8. Batch Norm
Open the notebook in Colab

This section talks about batch normalization defined in Section 3.6 on GPU.

8.1. Setup

%matplotlib inline
import tvm
from tvm import te
import numpy as np
import d2ltvm
import mxnet as mx
import timeit

target = 'cuda'

8.2. Schedule

In order to schedule the batch normalization on GPU, we first fuse the stages using te.schedule.AutoInlineInjective. By doing so, we end up one loop nest that we can easily parallelize (via binding CUDA blocks) and vectorize (via binding CUDA threads). Each CUDA thread operates on a series of numbers as what we did for convolution in Section 5. This is the simple default schedule we can get for batch normalization. The code snippet below does it and prints out the corresponding IR. It should be clear to you so far.

size = (32, 112)

def default_bn(size):
    c, n = size[:]
    X, Mean, Var, Gamma, Beta, Y = d2ltvm.batch_norm(c, n)
    sch = te.create_schedule(Y.op)
    te.schedule.AutoInlineInjective(sch)
    c, h, w = Y.op.axis[0:3]
    sch[Y].bind(c, te.thread_axis("blockIdx.x"))
    sch[Y].bind(h, te.thread_axis("threadIdx.x"))
    return sch, (X, Mean, Var, Gamma, Beta, Y)

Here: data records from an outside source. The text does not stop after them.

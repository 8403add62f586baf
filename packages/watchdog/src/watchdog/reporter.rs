//! Read-only status aggregation for diagnostics.

use chrono::{DateTime, Utc};
use serde::Serialize;
use sqlx::PgPool;
use uuid::Uuid;

use crate::error::{WatchdogError, WatchdogResult};
use crate::models::{DocumentResult, Execution, ExecutionStatus};

/// Full diagnostic snapshot of one execution.
#[derive(Debug, Clone, Serialize)]
pub struct ExecutionDetail {
    pub id: Uuid,
    pub context_tag: String,
    pub status: ExecutionStatus,
    pub total_items: i32,
    pub items_processed: i32,
    pub items_succeeded: i32,
    pub items_failed: i32,
    pub progress_percent: f64,
    pub is_stuck_now: bool,
    pub can_resume: bool,
    pub retry_count: i32,
    pub max_retries: i32,
    /// Why the execution is Stuck, Failed, or non-resumable.
    pub reason: Option<String>,
    pub error_documents: i64,
    pub last_heartbeat_at: Option<DateTime<Utc>>,
    pub last_processed_item: Option<String>,
    pub archived: bool,
    pub started_at: DateTime<Utc>,
    pub finished_at: Option<DateTime<Utc>>,
}

/// Compact listing entry for in-flight views.
#[derive(Debug, Clone, Serialize)]
pub struct ExecutionSummary {
    pub id: Uuid,
    pub context_tag: String,
    pub status: ExecutionStatus,
    pub total_items: i32,
    pub items_processed: i32,
    pub progress_percent: f64,
    pub last_heartbeat_at: Option<DateTime<Utc>>,
    pub started_at: DateTime<Utc>,
}

impl From<&Execution> for ExecutionSummary {
    fn from(execution: &Execution) -> Self {
        Self {
            id: execution.id,
            context_tag: execution.context_tag.clone(),
            status: execution.status,
            total_items: execution.total_items,
            items_processed: execution.items_processed,
            progress_percent: execution.progress_percent(),
            last_heartbeat_at: execution.last_heartbeat_at,
            started_at: execution.started_at,
        }
    }
}

#[derive(Clone)]
pub struct StatusReporter {
    pool: PgPool,
}

impl StatusReporter {
    pub fn new(pool: PgPool) -> Self {
        Self { pool }
    }

    /// Status, counts, progress and liveness flags for one execution.
    /// Always succeeds for a known id, whatever state the job is in.
    pub async fn detail(&self, id: Uuid) -> WatchdogResult<ExecutionDetail> {
        let execution = Execution::find_by_id(id, &self.pool)
            .await?
            .ok_or(WatchdogError::NotFound(id))?;
        let error_documents = DocumentResult::count_errors(id, &self.pool).await?;

        let reason = if !execution.can_resume() && execution.status == ExecutionStatus::Stuck {
            Some(format!(
                "retry limit reached ({}/{}): {}",
                execution.retry_count,
                execution.max_retries,
                execution.error_message.as_deref().unwrap_or("stuck"),
            ))
        } else {
            execution.error_message.clone()
        };

        Ok(ExecutionDetail {
            id: execution.id,
            context_tag: execution.context_tag.clone(),
            status: execution.status,
            total_items: execution.total_items,
            items_processed: execution.items_processed,
            items_succeeded: execution.items_succeeded,
            items_failed: execution.items_failed,
            progress_percent: execution.progress_percent(),
            is_stuck_now: execution.status == ExecutionStatus::Stuck,
            can_resume: execution.can_resume(),
            retry_count: execution.retry_count,
            max_retries: execution.max_retries,
            reason,
            error_documents,
            last_heartbeat_at: execution.last_heartbeat_at,
            last_processed_item: execution.last_processed_item.clone(),
            archived: execution.archived,
            started_at: execution.started_at,
            finished_at: execution.finished_at,
        })
    }

    /// Error documents for an execution, most recent error first.
    pub async fn list_errors(&self, id: Uuid) -> WatchdogResult<Vec<DocumentResult>> {
        if Execution::find_by_id(id, &self.pool).await?.is_none() {
            return Err(WatchdogError::NotFound(id));
        }
        Ok(DocumentResult::find_errors(id, &self.pool).await?)
    }

    /// Summaries of unarchived Running/Stuck executions.
    pub async fn list_in_flight(&self) -> WatchdogResult<Vec<ExecutionSummary>> {
        let executions = Execution::find_in_flight(&self.pool).await?;
        Ok(executions.iter().map(ExecutionSummary::from).collect())
    }
}
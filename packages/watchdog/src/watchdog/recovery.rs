//! Recovery controller: operator-facing cancel, archive and resume.
//!
//! Every operation reads the current status, validates the transition table,
//! then writes conditionally on the status it read. A lost race surfaces as
//! `StorageConflict` rather than clobbering a concurrent change.

use sqlx::PgPool;
use tracing::info;
use uuid::Uuid;

use crate::error::{WatchdogError, WatchdogResult};
use crate::models::{DocumentResult, Execution, ExecutionStatus};

#[derive(Clone)]
pub struct RecoveryController {
    pool: PgPool,
}

impl RecoveryController {
    pub fn new(pool: PgPool) -> Self {
        Self { pool }
    }

    async fn get(&self, id: Uuid) -> WatchdogResult<Execution> {
        Execution::find_by_id(id, &self.pool)
            .await?
            .ok_or(WatchdogError::NotFound(id))
    }

    /// Cancel an in-flight execution. Legal only from Running or Stuck.
    ///
    /// Cancellation is cooperative: this flips the stored status, and a
    /// worker mid-item keeps running until it next checks execution status.
    pub async fn cancel(&self, id: Uuid) -> WatchdogResult<Execution> {
        let execution = self.get(id).await?;

        if !execution.status.can_cancel() {
            return Err(WatchdogError::InvalidTransition {
                id,
                operation: "cancel",
                status: execution.status,
            });
        }

        if !Execution::cancel_if(id, execution.status, &self.pool).await? {
            return Err(WatchdogError::StorageConflict(id));
        }

        info!(execution_id = %id, from = ?execution.status, "execution cancelled");
        self.get(id).await
    }

    /// Archive a finished execution. Legal only from a terminal status; a
    /// Stuck execution is cancelled first. Never un-archives.
    pub async fn archive(&self, id: Uuid) -> WatchdogResult<Execution> {
        let mut execution = self.get(id).await?;

        if execution.archived {
            return Err(WatchdogError::InvalidTransition {
                id,
                operation: "archive",
                status: execution.status,
            });
        }

        if execution.status == ExecutionStatus::Stuck {
            execution = self.cancel(id).await?;
        }

        if !execution.status.can_archive() {
            return Err(WatchdogError::InvalidTransition {
                id,
                operation: "archive",
                status: execution.status,
            });
        }

        if !Execution::archive_if(id, execution.status, &self.pool).await? {
            return Err(WatchdogError::StorageConflict(id));
        }

        info!(execution_id = %id, status = ?execution.status, "execution archived");
        self.get(id).await
    }

    /// Resume a Stuck execution, spending one retry attempt.
    ///
    /// Error documents with attempts left go back to Pending so the worker
    /// can re-process them; Completed documents are untouched, which is what
    /// makes resumption idempotent.
    pub async fn resume(&self, id: Uuid) -> WatchdogResult<Execution> {
        let execution = self.get(id).await?;

        if execution.status != ExecutionStatus::Stuck {
            return Err(WatchdogError::InvalidTransition {
                id,
                operation: "resume",
                status: execution.status,
            });
        }

        if execution.retry_count >= execution.max_retries {
            return Err(WatchdogError::RetryLimitExceeded {
                id,
                max_retries: execution.max_retries,
            });
        }

        if !Execution::resume_if_stuck(id, &self.pool).await? {
            return Err(WatchdogError::StorageConflict(id));
        }

        let requeued =
            DocumentResult::requeue_errors_for_execution(id, execution.max_retries, &self.pool)
                .await?;

        info!(
            execution_id = %id,
            attempt = execution.retry_count + 1,
            max_retries = execution.max_retries,
            requeued_documents = requeued,
            "execution resumed"
        );
        self.get(id).await
    }
}
//! Persistent entities: one batch job and its per-document records.

mod document_result;
mod execution;

pub use document_result::{DocumentResult, DocumentStatus};
pub use execution::{Execution, ExecutionStatus};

sch, args = default_bn(size)
print(tvm.lower(sch, args, simple_mode=True))
produce T_add {
  // attr [iter_var(blockIdx.x, , blockIdx.x)] thread_extent = 32
  // attr [iter_var(threadIdx.x, , threadIdx.x)] thread_extent = 112
  for (ax2, 0, 112) {
    T_add[(((blockIdx.x*12544) + (threadIdx.x*112)) + ax2)] = ((((X[(((blockIdx.x*12544) + (threadIdx.x*112)) + ax2)] - Mean[blockIdx.x])/sqrt((Var[blockIdx.x] + 1e-05f)))*Gamma[blockIdx.x]) + Beta[blockIdx.x])
  }
}

An alternative scheduling scheme is to fuse all axes of the loop nest and restructure it into a 2-level for loop, where the inner one binds to CUDA threads and the outer one binds to CUDA blocks. The number of CUDA threads of a block is set to be the maximum, as we did in Section 7. The code snippet below does it and prints out the corresponding IR.

nt = 0
with tvm.target.create(target):
    nt = tvm.target.Target.current(allow_none=False).max_num_threads

def optimized_bn(size):
    c, n = size[:]
    X, Mean, Var, Gamma, Beta, Y = d2ltvm.batch_norm(c, n)
    sch = te.create_schedule(Y.op)
    te.schedule.AutoInlineInjective(sch)
    fused = sch[Y].fuse(*sch[Y].op.axis)
    bx, tx = sch[Y].split(fused, factor=nt)
    sch[Y].bind(bx, te.thread_axis("blockIdx.x"))
    sch[Y].bind(tx, te.thread_axis("threadIdx.x"))
    return sch, (X, Mean, Var, Gamma, Beta, Y)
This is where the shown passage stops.